Debe Terhar, the president of the State Board of Education, has called into question her judgment as a public official. She has made herself an embarrassment to the board and should have the decency to step down.

On Tuesday, the Columbus Dispatch reported a posting on Terhar’s Facebook page in reference to new gun laws proposed by President Obama in response to the school shootings in Newtown, Conn. The posting featured a picture of Adolf Hitler with a quote attributed to the Nazi leader.

The caption on the photo she shared said: “Never forget what this tyrant said: ‘To conquer a nation, first disarm its citizens’ ” The Facebook page now is gone. As offensive are Terhar’s feeble excuses for the incendiary linkage of Hitler to the president. As the Cincinnati Republican explains it, she was not comparing one to the other; she “simply shared” a photo posted by someone else.

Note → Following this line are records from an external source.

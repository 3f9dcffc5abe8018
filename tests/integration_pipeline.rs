//! Integration tests for the cleaning/feature pipeline
//!
//! These tests run the complete workflow from raw CSV fixtures to the
//! enriched Parquet output and verify the drop audit, the derived
//! columns, and deterministic re-runs.

use polars::prelude::*;
use std::fs;
use std::path::{Path, PathBuf};
use taxi_processor::config::AppConfig;
use taxi_processor::constants::columns;
use taxi_processor::pipeline::TripPipeline;
use taxi_processor::schema::enriched_schema;

const RAW_HEADER: &str = "tpep_pickup_datetime,tpep_dropoff_datetime,passenger_count,trip_distance,PULocationID,DOLocationID,payment_type,fare_amount,total_amount\n";

fn write_raw_csv(path: &Path, rows: &[&str]) {
    let mut contents = String::from(RAW_HEADER);
    for row in rows {
        contents.push_str(row);
        contents.push('\n');
    }
    fs::write(path, contents).unwrap();
}

fn mixed_quality_rows() -> Vec<&'static str> {
    vec![
        // Valid: 15 minutes, 3 miles, 12 mph
        "2024-01-01 08:00:00,2024-01-01 08:15:00,1,3.0,132,48,1,14.5,17.0",
        // Valid: crosses midnight
        "2024-01-02 23:50:00,2024-01-03 00:10:00,2,4.0,161,230,2,18.0,18.0",
        // Drop-off before pickup: invalid timestamp
        "2024-01-03 09:30:00,2024-01-03 09:00:00,1,2.0,132,48,1,10.0,12.0",
        // Unparseable pickup timestamp: invalid timestamp
        "garbage,2024-01-03 10:00:00,1,2.0,132,48,1,10.0,12.0",
        // Zero distance
        "2024-01-03 11:00:00,2024-01-03 11:10:00,1,0.0,132,48,2,5.0,5.0",
        // Negative fare
        "2024-01-03 12:00:00,2024-01-03 12:10:00,1,1.5,132,48,1,-4.0,-4.0",
        // Zero duration
        "2024-01-03 13:00:00,2024-01-03 13:00:00,1,1.0,132,48,1,5.0,5.0",
        // Unparseable distance: missing required field after type coercion
        "2024-01-03 14:00:00,2024-01-03 14:10:00,1,abc,132,48,1,8.0,9.0",
        // Empty passenger count: missing required field
        "2024-01-03 15:00:00,2024-01-03 15:10:00,,2.0,132,48,1,9.0,10.0",
        // Implausible: 2 miles in 1 minute is 120 mph
        "2024-01-03 16:00:00,2024-01-03 16:01:00,1,2.0,132,48,1,6.0,7.0",
    ]
}

fn run_pipeline(input: &Path, output: PathBuf) -> taxi_processor::PipelineStats {
    TripPipeline::new(input.to_path_buf(), output)
        .with_config(AppConfig::default())
        .without_progress()
        .run()
        .unwrap()
}

fn read_parquet(path: &Path) -> DataFrame {
    ParquetReader::new(fs::File::open(path).unwrap())
        .finish()
        .unwrap()
}

#[test]
fn test_drop_audit_accounts_for_every_row() {
    let dir = tempfile::TempDir::new().unwrap();
    let input = dir.path().join("trips.csv");
    write_raw_csv(&input, &mixed_quality_rows());

    let stats = run_pipeline(&input, dir.path().join("cleaned.parquet"));

    assert_eq!(stats.rows_read, 10);
    assert_eq!(stats.rows_written, 2);

    assert_eq!(stats.drops.invalid_timestamp, 2);
    assert_eq!(stats.drops.non_positive_distance, 1);
    assert_eq!(stats.drops.negative_fare, 1);
    assert_eq!(stats.drops.non_positive_duration, 1);
    assert_eq!(stats.drops.missing_field, 2);
    assert_eq!(stats.drops.implausible_derived, 1);

    // Per-reason counts sum exactly to the rows excluded
    assert_eq!(stats.drops.total(), stats.rows_read - stats.rows_written);
}

#[test]
fn test_enriched_output_schema_and_invariants() {
    let dir = tempfile::TempDir::new().unwrap();
    let input = dir.path().join("trips.csv");
    write_raw_csv(&input, &mixed_quality_rows());

    let output = dir.path().join("cleaned.parquet");
    run_pipeline(&input, output.clone());
    let cleaned = read_parquet(&output);

    // Every column of the published output schema is present with its
    // declared dtype
    for (name, dtype) in enriched_schema().iter() {
        let column = cleaned
            .column(name.as_str())
            .unwrap_or_else(|_| panic!("missing column {}", name));
        assert_eq!(column.dtype(), dtype, "dtype mismatch for {}", name);
    }

    let durations = cleaned
        .column(columns::DURATION_MINUTES)
        .unwrap()
        .as_materialized_series()
        .f64()
        .unwrap()
        .clone();
    let speeds = cleaned
        .column(columns::SPEED_MPH)
        .unwrap()
        .as_materialized_series()
        .f64()
        .unwrap()
        .clone();
    let hours = cleaned
        .column(columns::PICKUP_HOUR)
        .unwrap()
        .as_materialized_series()
        .i32()
        .unwrap()
        .clone();
    let days = cleaned
        .column(columns::PICKUP_DAY_OF_WEEK)
        .unwrap()
        .as_materialized_series()
        .i32()
        .unwrap()
        .clone();

    for idx in 0..cleaned.height() {
        let duration = durations.get(idx).unwrap();
        let speed = speeds.get(idx).unwrap();
        let hour = hours.get(idx).unwrap();
        let day = days.get(idx).unwrap();

        assert!(duration > 0.0);
        assert!(speed.is_finite() && speed >= 0.0);
        assert!((0..24).contains(&hour));
        assert!((0..7).contains(&day));
    }
}

#[test]
fn test_worked_example_derivations() {
    let dir = tempfile::TempDir::new().unwrap();
    let input = dir.path().join("trips.csv");
    write_raw_csv(
        &input,
        &["2024-01-01 08:00:00,2024-01-01 08:15:00,1,3.0,132,48,1,14.5,17.0"],
    );

    let output = dir.path().join("cleaned.parquet");
    run_pipeline(&input, output.clone());
    let cleaned = read_parquet(&output);

    let duration = cleaned
        .column(columns::DURATION_MINUTES)
        .unwrap()
        .as_materialized_series()
        .f64()
        .unwrap()
        .get(0)
        .unwrap();
    let speed = cleaned
        .column(columns::SPEED_MPH)
        .unwrap()
        .as_materialized_series()
        .f64()
        .unwrap()
        .get(0)
        .unwrap();
    let hour = cleaned
        .column(columns::PICKUP_HOUR)
        .unwrap()
        .as_materialized_series()
        .i32()
        .unwrap()
        .get(0)
        .unwrap();

    assert!((duration - 15.0).abs() < 1e-9);
    assert!((speed - 12.0).abs() < 1e-9);
    assert_eq!(hour, 8);
}

#[test]
fn test_rerun_is_byte_identical() {
    let dir = tempfile::TempDir::new().unwrap();
    let input = dir.path().join("trips.csv");
    write_raw_csv(&input, &mixed_quality_rows());

    let first = dir.path().join("first.parquet");
    let second = dir.path().join("second.parquet");
    run_pipeline(&input, first.clone());
    run_pipeline(&input, second.clone());

    let first_bytes = fs::read(&first).unwrap();
    let second_bytes = fs::read(&second).unwrap();
    assert!(!first_bytes.is_empty());
    assert_eq!(first_bytes, second_bytes);
}

#[test]
fn test_directory_input_merges_months_in_order() {
    let dir = tempfile::TempDir::new().unwrap();
    let raw_dir = dir.path().join("raw");
    fs::create_dir_all(&raw_dir).unwrap();

    write_raw_csv(
        &raw_dir.join("yellow_tripdata_2024-02.csv"),
        &["2024-02-05 10:00:00,2024-02-05 10:20:00,1,4.0,161,48,2,16.0,16.0"],
    );
    write_raw_csv(
        &raw_dir.join("yellow_tripdata_2024-01.csv"),
        &["2024-01-05 10:00:00,2024-01-05 10:20:00,1,4.0,132,48,1,16.0,19.0"],
    );

    let output = dir.path().join("cleaned.parquet");
    let stats = run_pipeline(&raw_dir, output.clone());

    assert_eq!(stats.files_read, 2);
    assert_eq!(stats.rows_written, 2);

    // Output is sorted by pickup time regardless of file discovery order
    let cleaned = read_parquet(&output);
    let pickups = cleaned
        .column(columns::PU_LOCATION_ID)
        .unwrap()
        .as_materialized_series()
        .i64()
        .unwrap()
        .clone();
    assert_eq!(pickups.get(0), Some(132));
    assert_eq!(pickups.get(1), Some(161));
}

#[test]
fn test_missing_total_amount_column_is_filled_from_fare() {
    let dir = tempfile::TempDir::new().unwrap();
    let input = dir.path().join("trips.csv");
    let contents = "tpep_pickup_datetime,tpep_dropoff_datetime,passenger_count,trip_distance,PULocationID,DOLocationID,payment_type,fare_amount\n\
                    2024-01-01 08:00:00,2024-01-01 08:15:00,1,3.0,132,48,1,14.5\n";
    fs::write(&input, contents).unwrap();

    let output = dir.path().join("cleaned.parquet");
    run_pipeline(&input, output.clone());
    let cleaned = read_parquet(&output);

    let total = cleaned
        .column(columns::TOTAL_AMOUNT)
        .unwrap()
        .as_materialized_series()
        .f64()
        .unwrap()
        .get(0)
        .unwrap();
    assert!((total - 14.5).abs() < f64::EPSILON);
}

#[test]
fn test_missing_required_column_is_fatal() {
    let dir = tempfile::TempDir::new().unwrap();
    let input = dir.path().join("trips.csv");
    let contents = "tpep_pickup_datetime,tpep_dropoff_datetime\n\
                    2024-01-01 08:00:00,2024-01-01 08:15:00\n";
    fs::write(&input, contents).unwrap();

    let result = TripPipeline::new(input, dir.path().join("cleaned.parquet"))
        .without_progress()
        .run();
    assert!(matches!(
        result,
        Err(taxi_processor::TaxiError::MissingColumn { .. })
    ));
}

All evidence to the contrary, extreme right-wing groups have ginned up hysteria about a government out to “take our guns.” It is dismaying that the head of the Ohio school board appears to have aligned herself with the irrational wing of the gun lobby at a time clear thinking on school-safety policies is a priority. Further, given the abusive, overblown rhetoric of recent years, it is hard to believe Terhar was unaware of the excited comparison she was invoking with her Hitler posting. And if she failed to understand, it does nothing to recommend her to guide educational policy.

Without much merit, either, is Terhar’s claim that her purpose was to have history inform the gun-control debate. The concern for history and context should have kept her from being so cavalier in deploying Hitler to serve her ends. First, it cheapens the horror of the Holocaust for the millions who suffered under the Nazis and understand what tyranny is. It equates an emotionally charged — but still democratic — process to solve a real problem with murderous violence. And besides, the statement credited to Hitler is bogus, with no credible source. Terhar, we would think, would want students to check the accuracy of material they find on the Internet before they passed it on.

Gov. John Kasich insists, rightly, that teachers and schools be held accountable. He should be as concerned that the school board president’s lack of judgment on a national issue not make Ohio a laughingstock.